### Work instructions
Return all lines from the entries below in which the word "DashMap" is present.

*** Opening Record set ***

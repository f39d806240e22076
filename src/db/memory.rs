//! In-process backend for [`DataStore`](super::DataStore).
//!
//! Collections keep insertion order so "first N" reads are deterministic.
//! Individual collections can be marked unavailable, or slowed down, to
//! exercise the services' fallback and locking paths.

use super::{Filter, StoreError};
use dashmap::{DashMap, DashSet};
use serde_json::Value;
use std::time::Duration;

#[derive(Default)]
pub struct MemoryStore {
    collections: DashMap<String, Vec<Value>>,
    unavailable: DashSet<String>,
    latency: DashMap<String, Duration>,
}

fn record_id(record: &Value) -> Option<&str> {
    record.get("id").and_then(Value::as_str)
}

impl MemoryStore {
    /// Make every operation on `collection` fail with `StoreError::Unavailable`.
    pub fn set_unavailable(&self, collection: &str, unavailable: bool) {
        if unavailable {
            self.unavailable.insert(collection.to_string());
        } else {
            self.unavailable.remove(collection);
        }
    }

    /// Delay every read and write on `collection` by `delay`.
    pub fn set_latency(&self, collection: &str, delay: Duration) {
        if delay.is_zero() {
            self.latency.remove(collection);
        } else {
            self.latency.insert(collection.to_string(), delay);
        }
    }

    pub(super) fn latency(&self, collection: &str) -> Option<Duration> {
        self.latency.get(collection).map(|d| *d)
    }

    fn check_available(&self, collection: &str) -> Result<(), StoreError> {
        if self.unavailable.contains(collection) {
            return Err(StoreError::Unavailable(format!(
                "{} is unavailable (injected)",
                collection
            )));
        }
        Ok(())
    }

    /// Number of documents in a collection.
    pub fn len(&self, collection: &str) -> usize {
        self.collections.get(collection).map_or(0, |c| c.len())
    }

    pub fn query(&self, collection: &str, filter: &Filter) -> Result<Vec<Value>, StoreError> {
        self.check_available(collection)?;

        let Some(records) = self.collections.get(collection) else {
            return Ok(Vec::new());
        };

        let matching = records.iter().filter(|r| filter.matches(r)).cloned();
        Ok(match filter.max_results() {
            Some(n) => matching.take(n).collect(),
            None => matching.collect(),
        })
    }

    pub fn get_by_id(&self, collection: &str, id: &str) -> Result<Option<Value>, StoreError> {
        self.check_available(collection)?;

        Ok(self.collections.get(collection).and_then(|records| {
            records
                .iter()
                .find(|r| record_id(r) == Some(id))
                .cloned()
        }))
    }

    /// Create or replace a document, keeping its position on replace.
    pub fn set(&self, collection: &str, id: &str, record: Value) -> Result<(), StoreError> {
        self.check_available(collection)?;

        let mut records = self.collections.entry(collection.to_string()).or_default();
        match records.iter_mut().find(|r| record_id(r) == Some(id)) {
            Some(existing) => *existing = record,
            None => records.push(record),
        }
        Ok(())
    }

    pub fn delete_by_id(&self, collection: &str, id: &str) -> Result<(), StoreError> {
        self.check_available(collection)?;

        if let Some(mut records) = self.collections.get_mut(collection) {
            records.retain(|r| record_id(r) != Some(id));
        }
        Ok(())
    }
}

*** Closing Record set ***

### Answer to this problem
use dashmap::{DashMap, DashSet};
    collections: DashMap<String, Vec<Value>>,
    latency: DashMap<String, Duration>,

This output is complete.